Now, the situation is not analogous but, with a little imagination, I have no doubt that "farming camps", set up for British students and youngsters – with basic entertainment and other diversions – could be highly popular. We don't know that, and will not know it, because it has not been tried and will never be tried.

Yet, during the war, when hundreds of thousands of middle-class women were conscripted into farming, as part of the Land Army, many counted the time spent as the happiest in their lives. My own mother was one such.

In short, there are many different facets to the use of migrant workers and while – or so they tell us – there are economic benefits, these may be overstated, while the downsides are all too apparent. For sure, any one of us can gain short-term, from the Polish plumber – especially when getting a local seems impossible – but there is more to this than saving a quick buck. There are other ways round local labour shortages and difficulties, without having to resort to migrant labour in what amounts to a "race for the bottom".
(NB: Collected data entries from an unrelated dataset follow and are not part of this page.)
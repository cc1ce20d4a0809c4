use std::fs;
use std::path::{Path, PathBuf};
use std::time::{Duration, Instant};

use anyhow::Context;
use clap::{Parser, Subcommand, ValueEnum};
use glam::{Mat4, Vec2, Vec3};
use savagecube_camera::{
    CameraController, CameraSettings, InteractionMode, MaxKey, Pose, Trajectory, TrajectorySample,
};
use savagecube_common::BoundingBox;
use savagecube_input::{FrameInput, InputEvent, MouseButtons};
use savagecube_mesh::{MemoryUploader, MeshBuffer, SphereParams};
use savagecube_render::{DebugTextRenderer, DrawList, Frame, FrameTimer, RenderView, Renderer};
use savagecube_scene::{CubeGrid, GridConfig};
use serde::Serialize;
use tracing_subscriber::EnvFilter;

#[derive(Parser)]
#[command(name = "savagecube-cli", about = "Headless front end for the savagecube engine")]
struct Cli {
    /// Enable verbose logging
    #[arg(short, long)]
    verbose: bool,

    /// JSON file with camera settings; missing fields keep their defaults
    #[arg(long, global = true)]
    camera_config: Option<PathBuf>,

    #[command(subcommand)]
    command: Commands,
}

#[derive(Subcommand)]
enum Commands {
    /// Print version and crate list
    Info,
    /// Generate a procedural shape and print its summary
    Shape {
        #[arg(value_enum)]
        kind: ShapeKind,
        /// Segments around the cylinder axis
        #[arg(long, default_value = "16")]
        segments: u32,
        /// Sphere sectors (longitude subdivisions)
        #[arg(long, default_value = "36")]
        sectors: u32,
        /// Sphere stacks (latitude subdivisions)
        #[arg(long, default_value = "18")]
        stacks: u32,
    },
    /// Load a binary STL file and print its summary
    Stl { path: PathBuf },
    /// Replay a JSON list of input events through the camera
    Camera {
        #[arg(long, value_enum, default_value = "free-flight")]
        mode: ModeArg,
        /// JSON array of input events
        #[arg(long)]
        events: PathBuf,
        /// Seconds per event
        #[arg(long, default_value = "0.016")]
        elapsed: f32,
    },
    /// Animate the cube grid and print the debug render of each frame
    Scene {
        #[arg(short, long, default_value = "3")]
        frames: u64,
        #[arg(short, long, default_value = "42")]
        seed: u64,
        /// Frame time in milliseconds
        #[arg(long, default_value = "16")]
        frame_ms: u64,
    },
}

#[derive(Clone, Copy, ValueEnum)]
enum ShapeKind {
    Box,
    Sphere,
    Cylinder,
    Quad,
}

#[derive(Clone, Copy, ValueEnum)]
enum ModeArg {
    LookAround,
    FreeFlight,
    /// Circle of 360 keys around the origin
    TrajectoryFlight,
}

#[derive(Serialize)]
struct MeshSummary {
    submeshes: usize,
    vertices: usize,
    faces: usize,
    handle: u32,
    bounding_box: Option<BoundingBox>,
}

fn summarize(mut mesh: MeshBuffer) -> anyhow::Result<MeshSummary> {
    let mut uploader = MemoryUploader::new();
    let handle = mesh.finalize(&mut uploader)?;
    Ok(MeshSummary {
        submeshes: mesh.submeshes().len(),
        vertices: mesh.vertex_count(),
        faces: mesh.face_count(),
        handle: handle.0,
        bounding_box: mesh.bounding_box(),
    })
}

fn load_settings(path: Option<&Path>) -> anyhow::Result<CameraSettings> {
    let Some(path) = path else {
        return Ok(CameraSettings::default());
    };
    let text = fs::read_to_string(path)
        .with_context(|| format!("reading camera config {}", path.display()))?;
    serde_json::from_str(&text).with_context(|| format!("parsing camera config {}", path.display()))
}

fn circle_trajectory() -> Trajectory {
    const KEYS: i32 = 360;
    let sampler = |key: i32| {
        let angle = (key as f32).to_radians();
        let position = Vec3::new(angle.cos(), 0.25, angle.sin()) * 10.0;
        Some(TrajectorySample::new(position, -position, Vec3::Y))
    };
    Trajectory::new(MaxKey::Fixed(KEYS), sampler).looped(true)
}

fn replay(camera: &mut CameraController, events: &[InputEvent], elapsed: f32) {
    let mut buttons = MouseButtons::NONE;
    for &event in events {
        match event {
            InputEvent::ButtonDown(b) => buttons.insert(b),
            InputEvent::ButtonUp(b) => buttons.remove(b),
            _ => {}
        }
        camera.update(&FrameInput::new(event, buttons, elapsed));
    }
}

fn main() -> anyhow::Result<()> {
    let cli = Cli::parse();

    let filter = if cli.verbose { "debug" } else { "info" };
    tracing_subscriber::fmt()
        .with_env_filter(EnvFilter::new(filter))
        .init();

    match cli.command {
        Commands::Info => {
            println!("savagecube-cli v{}", env!("CARGO_PKG_VERSION"));
            println!("crates: common, input, camera, mesh, scene, render");
            let settings = load_settings(cli.camera_config.as_deref())?;
            println!("camera settings: {}", serde_json::to_string(&settings)?);
        }
        Commands::Shape {
            kind,
            segments,
            sectors,
            stacks,
        } => {
            let mut mesh = MeshBuffer::new();
            match kind {
                ShapeKind::Box => mesh.add_box(Vec3::ONE)?,
                ShapeKind::Sphere => mesh.add_sphere(&SphereParams {
                    sectors,
                    stacks,
                    ..SphereParams::default()
                })?,
                ShapeKind::Cylinder => mesh.add_cylinder(Vec3::ONE, segments)?,
                ShapeKind::Quad => mesh.add_quad(Vec2::ONE, &Mat4::IDENTITY)?,
            };
            println!("{}", serde_json::to_string_pretty(&summarize(mesh)?)?);
        }
        Commands::Stl { path } => {
            let mesh = savagecube_mesh::load_stl(&path)
                .with_context(|| format!("loading {}", path.display()))?;
            println!("{}", serde_json::to_string_pretty(&summarize(mesh)?)?);
        }
        Commands::Camera {
            mode,
            events,
            elapsed,
        } => {
            let text = fs::read_to_string(&events)
                .with_context(|| format!("reading events {}", events.display()))?;
            let events: Vec<InputEvent> = serde_json::from_str(&text)
                .with_context(|| format!("parsing events {}", events.display()))?;

            let settings = load_settings(cli.camera_config.as_deref())?;
            let mode = match mode {
                ModeArg::LookAround => InteractionMode::LookAround,
                ModeArg::FreeFlight => InteractionMode::FreeFlight,
                ModeArg::TrajectoryFlight => InteractionMode::TrajectoryFlight(circle_trajectory()),
            };
            let mut camera = CameraController::from_settings(settings).with_mode(mode);
            camera.refresh_trajectory();
            replay(&mut camera, &events, elapsed);
            tracing::info!(events = events.len(), mode = camera.mode().name(), "replay done");
            println!("{}", serde_json::to_string_pretty(camera.pose())?);
        }
        Commands::Scene {
            frames,
            seed,
            frame_ms,
        } => {
            let settings = load_settings(cli.camera_config.as_deref())?;
            let mut camera = CameraController::from_settings(settings);
            camera.resize(1280, 720);
            *camera.pose_mut() =
                Pose::looking_at(Vec3::new(4.0, 12.0, -10.0), Vec3::new(4.0, 0.0, 8.0), Vec3::Y);
            camera.look_at();

            let mut uploader = MemoryUploader::new();
            let floor = CubeGrid::new(GridConfig {
                seed,
                ..GridConfig::floor()
            })?;
            let mut block = CubeGrid::new(GridConfig {
                seed: seed.wrapping_add(1),
                ..GridConfig::block()
            })?;
            let mut floor_mesh = floor.build_mesh()?;
            floor_mesh.finalize(&mut uploader)?;
            let mut block_mesh = block.build_mesh()?;
            block_mesh.finalize(&mut uploader)?;

            // simulated clock with a fixed frame step
            let mut timer = FrameTimer::default();
            let start = Instant::now();
            let step = Duration::from_millis(frame_ms);
            timer.tick(start);
            for number in 0..frames {
                let now = start + step.saturating_mul(number.saturating_add(1) as u32);
                let elapsed = timer.tick(now);
                let view = RenderView::from_camera(&camera);
                let mut draws = DrawList::new();
                // the floor stays at rest
                draws.push_instances(&floor_mesh, view.proj_view, &floor.instances(Mat4::IDENTITY));
                let block_anim = block.advance(elapsed);
                draws.push_instances(&block_mesh, view.proj_view, &block.instances(block_anim));
                let frame = Frame {
                    number,
                    view,
                    draws,
                    fps: timer.fps(),
                };
                print!("{}", DebugTextRenderer.render(&frame));
            }
        }
    }

    Ok(())
}
use serde::{Deserialize, Serialize};

use crate::projection::Projection;

/// Camera tuning. Every field has a default so partial JSON files load.
#[derive(Debug, Clone, Copy, PartialEq, Serialize, Deserialize)]
#[serde(default)]
pub struct CameraSettings {
    /// Units per second for flight movement.
    pub movement_speed: f32,
    /// Radians per pixel of pointer motion.
    pub mouse_speed: f32,
    /// Zoom change per wheel notch.
    pub zoom_speed: f32,
    pub zoom_min: f32,
    pub zoom_max: f32,
    /// Zoom restored by a right click in look-around mode.
    pub default_zoom: f32,
    pub fov_degrees: f32,
    pub near: f32,
    pub far: f32,
    /// Prefer the target over the direction when building the view.
    pub use_target: bool,
}

impl Default for CameraSettings {
    fn default() -> Self {
        Self {
            movement_speed: 15.0,
            mouse_speed: 0.008,
            zoom_speed: 1.0,
            zoom_min: 0.01,
            zoom_max: f32::MAX,
            default_zoom: 1.0,
            fov_degrees: 60.0,
            near: 0.1,
            far: 500.0,
            use_target: false,
        }
    }
}

impl CameraSettings {
    pub fn projection(&self) -> Projection {
        Projection::from_degrees(self.fov_degrees, self.near, self.far)
    }

    /// Clamp a zoom value into the configured range. Inverted bounds favor
    /// `zoom_max`.
    pub fn clamp_zoom(&self, zoom: f32) -> f32 {
        zoom.max(self.zoom_min).min(self.zoom_max)
    }
}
Opening our borders to the unrestricted flow of migrant workers, from the EU or anywhere else, has never been a good idea and, in many respects, British society is suffering the trauma from earlier phases of such a policy, when huge numbers of Jamaican workers were imported to solve post-war labour shortages.

It is this, in its diffident, and ill-expressed way, that UKIP has been pointing out. It is one of the few parties that have attempted to raise this issue – apart from the BNP, which loses out because of the racist overtones – and this issue is certainly one that should be discussed widely. Knapman, with his little antics, has betrayed his own party, and made rational discussion that much more difficult. But, as I suggested on my earlier post on the BNP, simply not talking about it won't make it go away.